This project is an experiment in differential privacy and federated learning as privacy preserving techniques for deep learning. Privacy has recently been at the forefront of news cycles (with Facebook and other tech giants specifically under scrutiny).
The idea behind encrypted deep learning is simple: preserve people's privacy while aligorithms enabling machine learning models to be developed on this data.
The project goal is to show encrypted deep learning in a realistic use case - credit applications. Some of the most significant data breaches in recent years have originated at the hands of the financial industry. More specifically, the credit sector, especially Equifax, have showed both that they are high profile targets for entities with malicious intent and that their data protection techniques are lacking at best.
It would be an improvement over the current system if a user was able to encrypt their databefore passing it into a model that either approves or rejects the individuals application for a new line of credit. This would also serve to simplify the data protection measures currently necessary for companies providing credit related services. Credit providers could make their encrypted models public, or license them to other firms without fearing a breach of intellectual property.The firms licensing the model would be able to use it without knowing the parameters of said model.

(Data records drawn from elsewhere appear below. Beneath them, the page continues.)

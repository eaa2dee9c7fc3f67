//! Tracing subscriber setup for the command-line front end.

use tracing_subscriber::EnvFilter;

/// Install a stderr `fmt` subscriber.
///
/// `RUST_LOG` wins when set; otherwise `default_filter` applies. Calling
/// this twice is harmless: the second subscriber is simply not installed.
pub fn init(default_filter: &str) {
    let filter =
        EnvFilter::try_from_default_env().unwrap_or_else(|_| EnvFilter::new(default_filter));

    let result = tracing_subscriber::fmt()
        .with_env_filter(filter)
        .with_writer(std::io::stderr)
        .with_target(false)
        .try_init();

    if result.is_err() {
        tracing::debug!("tracing subscriber already installed");
    }
}
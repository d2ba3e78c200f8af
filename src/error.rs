use std::path::PathBuf;

use thiserror::Error;

pub use crate::api::ApiError;
pub use crate::flow::SubmitError;
pub use crate::history::HistoryError;
pub use crate::pdf::PdfError;
pub use crate::validation::ValidationError;

#[derive(Debug, Error)]
pub enum ConfigError {
    #[error("Failed to read {path}: {source}")]
    Read {
        path: PathBuf,
        #[source]
        source: std::io::Error,
    },

    #[error("Failed to write {path}: {source}")]
    Write {
        path: PathBuf,
        #[source]
        source: std::io::Error,
    },

    #[error("Invalid settings file: {0}")]
    Parse(#[from] toml::de::Error),

    #[error("Could not serialize settings: {0}")]
    Serialize(#[from] toml::ser::Error),

    #[error("Invalid settings: {0}")]
    Invalid(String),
}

Privacy preservation in machine learning is built upon Differential Privacy, and the cryptography techniques used in this project includes Secure Multi-Party Computation (SMPC).
Note
This project was inspired by lectures of Andrew Trask in the Private AI Scholarship Challenge on Udacity. Furthermore, segments of the code are inspired by the PySyft tutorials on GitHub; an excellent resource for people starting off with Private AI.
I have put together a series of Jupyter Notebooks that show how I have worked through first federated learning and later encrypted deep learning and put those together into a model that can hand credit scores in an encryted and federated manner. This is accompanied by notebooks explaining Differential Privacy and Secure Multi-Party Computation (SMPC), both for those who are unfamiliar with the subject but also for myself since I learn best by explaining to others.
The second party of the project is code that can be run from the command line and uses websockets on a variety of locally-hosted servers to mimic a real-world federated learning setup.
.
├── data # data and model storage
│ └── ...
|
├── notebooks
│ ├── nn-dev.ipynb # initial NN dev, 3 layer network
│ ├── federated_dl.ipynb # training model on remote workers
│ ├── federated_dl_model_averaging.ipynb # training numerous models across all workers
│ ├── encrypted_dl.ipynb # fully encrypted NN
│ ├── secure_multi_party_computation.ipynb # my explanation of and notes on SMPC
│ └── differential-privacy.ipynb # my understanding of DP
|
├── websocket_project
│ ├── run_websocket_client.py # starts single remote client worker on localhost port
│ ├── run_websocket_server.py # create websocket server to manage training
│ └── start_websocket_servers.py # create remote client workers by calling run_websocket_client
│
└── ...
I am using a publically available data set for the purpose of this example. The data set contains 15 anonymixed features (for privacy protection) and a binary label. I have created fake names and features to illustrate how privacy protection would work in reality. The current anonymization of the dataset is unlikely to have fully preserved privacy. Without practicing proper differential privacy, it is widely know that most 'anonymized' datasets can be reverse engineered, or at the very least that not all anonymity is preserved.
The data comes courtesy of UC Irvine Machine Learning Repository.
notebook
Data processing to mimic gathering data across many people. In reality, we would never want data to leave the ownership of any individual. Even better, we would want to make sure that not only does the data stay on the devices of these individuals, but also that computations are performed on encrypted data to preserve the maximum amount of privacy possible.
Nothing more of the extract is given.